Sur Apocalypse 1, 1-20

Apparition du Ressuscité au déporté de Patmos

 

Père Léon Ramlot

Bible et Vie Chrétienne, n° 36, décembre 1960, p. 17s

 

Moi, Jean, votre frère. Ce moi du visionnaire évoque un peu celui de Paul lorsqu’il devait défendre son ministère (2 Corinthiens), mais ici la nuance est différente, il est témoignage d’authenticité, affirmation de l’autorité prophétique (Daniel 7,28), mais le rapprochement le plus significatif nous vient des discours de Jésus, et spécialement des déclarations solennelles, Moi, Je suis, retenues précisément par l’évangéliste  Jean.

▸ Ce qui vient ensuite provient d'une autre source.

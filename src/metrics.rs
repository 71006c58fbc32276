/*
 * Copyright Amazon.com, Inc. or its affiliates. All Rights Reserved.
 * SPDX-License-Identifier: Apache-2.0
 */

use std::sync::atomic::{AtomicU64, Ordering};

/// Counters updated by the session, pool, and transfer engine.
///
/// Emission (export, aggregation) is the caller's concern; the core only
/// increments. All counters are monotonically increasing.
#[derive(Debug, Default)]
pub struct Metrics {
    connections_opened: AtomicU64,
    connections_closed: AtomicU64,
    pool_failures: AtomicU64,
    bytes_sent: AtomicU64,
    bytes_received: AtomicU64,
    transfer_failures: AtomicU64,
}

impl Metrics {
    pub(crate) fn add_connections_opened(&self, n: u64) {
        self.connections_opened.fetch_add(n, Ordering::Relaxed);
    }

    pub(crate) fn add_connections_closed(&self, n: u64) {
        self.connections_closed.fetch_add(n, Ordering::Relaxed);
    }

    pub(crate) fn add_pool_failures(&self, n: u64) {
        self.pool_failures.fetch_add(n, Ordering::Relaxed);
    }

    pub(crate) fn add_bytes_sent(&self, n: u64) {
        self.bytes_sent.fetch_add(n, Ordering::Relaxed);
    }

    pub(crate) fn add_bytes_received(&self, n: u64) {
        self.bytes_received.fetch_add(n, Ordering::Relaxed);
    }

    pub(crate) fn add_transfer_failures(&self, n: u64) {
        self.transfer_failures.fetch_add(n, Ordering::Relaxed);
    }

    /// Total connections ever opened (pooled and unmanaged)
    pub fn connections_opened(&self) -> u64 {
        self.connections_opened.load(Ordering::Relaxed)
    }

    /// Total connections destroyed
    pub fn connections_closed(&self) -> u64 {
        self.connections_closed.load(Ordering::Relaxed)
    }

    /// Times the session could produce no connection at all
    pub fn pool_failures(&self) -> u64 {
        self.pool_failures.load(Ordering::Relaxed)
    }

    /// Payload bytes written to the grid
    pub fn bytes_sent(&self) -> u64 {
        self.bytes_sent.load(Ordering::Relaxed)
    }

    /// Payload bytes read from the grid
    pub fn bytes_received(&self) -> u64 {
        self.bytes_received.load(Ordering::Relaxed)
    }

    /// Transfers that returned an error
    pub fn transfer_failures(&self) -> u64 {
        self.transfer_failures.load(Ordering::Relaxed)
    }
}
/*
 * Copyright Amazon.com, Inc. or its affiliates. All Rights Reserved.
 * SPDX-License-Identifier: Apache-2.0
 */

pub(crate) mod file_util;
pub(crate) mod journal;

use std::path::{Path, PathBuf};

/// Path of the resume journal kept alongside a download target.
///
/// Its presence signals a potentially resumable transfer for that target.
/// The journal format itself is private to this crate.
pub fn resume_journal_path(target: &Path) -> PathBuf {
    journal::journal_path(target)
}
/*
 * Copyright Amazon.com, Inc. or its affiliates. All Rights Reserved.
 * SPDX-License-Identifier: Apache-2.0
 */

use core::fmt;
use std::sync::Arc;

use crate::MEBIBYTE;

/// The number of worker tasks to use for a single parallel transfer.
#[derive(Debug, Clone, Default)]
pub enum TaskCount {
    /// Derive the task count from the object size.
    #[default]
    Auto,

    /// Explicitly configured task count.
    ///
    /// NOTE: This is a suggestion and may be adjusted for an individual
    /// request (downloads are capped by the session's `connection_max_number`,
    /// and a resumed download keeps the partitioning recorded in its journal).
    Explicit(usize),
}

impl TaskCount {
    /// Resolve to a concrete task count for an object of `object_length` bytes.
    pub(crate) fn resolve(&self, object_length: u64) -> usize {
        match self {
            TaskCount::Auto => auto_task_count(object_length),
            TaskCount::Explicit(n) if *n > 0 => *n,
            TaskCount::Explicit(_) => auto_task_count(object_length),
        }
    }
}

/// Deterministic size → task-count schedule, monotonically non-decreasing.
pub(crate) fn auto_task_count(object_length: u64) -> usize {
    match object_length {
        n if n < 32 * MEBIBYTE => 1,
        n if n < 128 * MEBIBYTE => 2,
        n if n < 512 * MEBIBYTE => 3,
        _ => 4,
    }
}

/// Progress notification for a transfer.
///
/// Invoked as `(processed_total, grand_total)`. The callback must tolerate
/// concurrent invocation from multiple workers and should return quickly; it
/// is best-effort. During retries a worker re-reads from its last good
/// offset, so consumers wanting a monotonic display must track the maximum
/// themselves.
#[derive(Clone)]
pub struct ProgressCallback {
    pub(crate) inner: Arc<dyn Fn(u64, u64) + Send + Sync + 'static>,
}

impl ProgressCallback {
    pub(crate) fn call(&self, processed: u64, total: u64) {
        (self.inner)(processed, total);
    }
}

impl fmt::Debug for ProgressCallback {
    fn fmt(&self, f: &mut fmt::Formatter<'_>) -> fmt::Result {
        let mut formatter = f.debug_struct("ProgressCallback");
        formatter.field("inner", &"<closure>");
        formatter.finish()
    }
}

impl<F> From<F> for ProgressCallback
where
    F: Fn(u64, u64) + Send + Sync + 'static,
{
    fn from(value: F) -> Self {
        ProgressCallback {
            inner: Arc::new(value),
        }
    }
}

Après avoir évoqué le lieu de sa déportation, Patmos, petite île de la mer Egée, l’auteur précise la manière et le moment de son expérience divine. Jean tombe en extase le Jour du Seigneur, dont nous avons fait le Dies Domini, c’est-à-dire le dimanche, jour consacré au Christ ressuscité, jour pendant lequel se tenaient les réunions liturgiques. La vision nous présente précisément le Christ vainqueur de la mort.

Je fus ravi en esprit, déclare Jean. L’extase est ce ravissement de l’âme que connut Pierre lors de la vision de Césarée, avec le ciel ouvert, et l’apparition de la nappe avec les animaux impurs. Ce fut aussi l’expérience de Paul, de retour à Jérusalem, qui, pendant sa prière au Temple, tomba en extase devant une apparition du Seigneur, accompagnée d’un dialogue qui lui précisait sa mission auprès de païens (Actes 22,17-21). Ainsi donc, trois des principaux apôtres auraient bénéficiaient d’extases, ordonnées d’ailleurs à leur ministère propre. C’est très précisément ici une vision à écrire sur un livre à destination des sept Eglises d’Asie Mineure.

La vision s’accompagne d’audition, et l’amplitude des sons est comparée, tantôt à celle d’une trompette (v. 10), tantôt à celle du mugissement des grandes eaux (v. 15). Et au milieu des sept chandeliers, l’apôtre voit une semblance de Fils d’homme s’y promenant. Selon une symbolique essentiellement biblique, le voyant insinue un caractère divin à son personnage. L’effroi religieux est noté avec la dernière énergie : Je tombai à ses pieds comme mort. L’instant d’effroi passé, le visionnaire exprime le sentiment de confiance qui l’envahit par ce geste de la familiarité le plus amicale : Il posa sa droite sur moi. Le titre de Vivant que se donne le personnage, on sait combien il est caractéristique du Dieu de la Bible et l’attribut de Dieu dans le Nouveau Testament ; la possession des clés de la mort et de l’Hadès est une manière symbolique d’affirmer la définitive puissance du Christ sur la mort, l’Hadès étant ici la personnification de la mort. Le Fils de l’Homme manifeste alors la sollicitude qu’il porte à son Eglise dans le présent et dans l’avenir.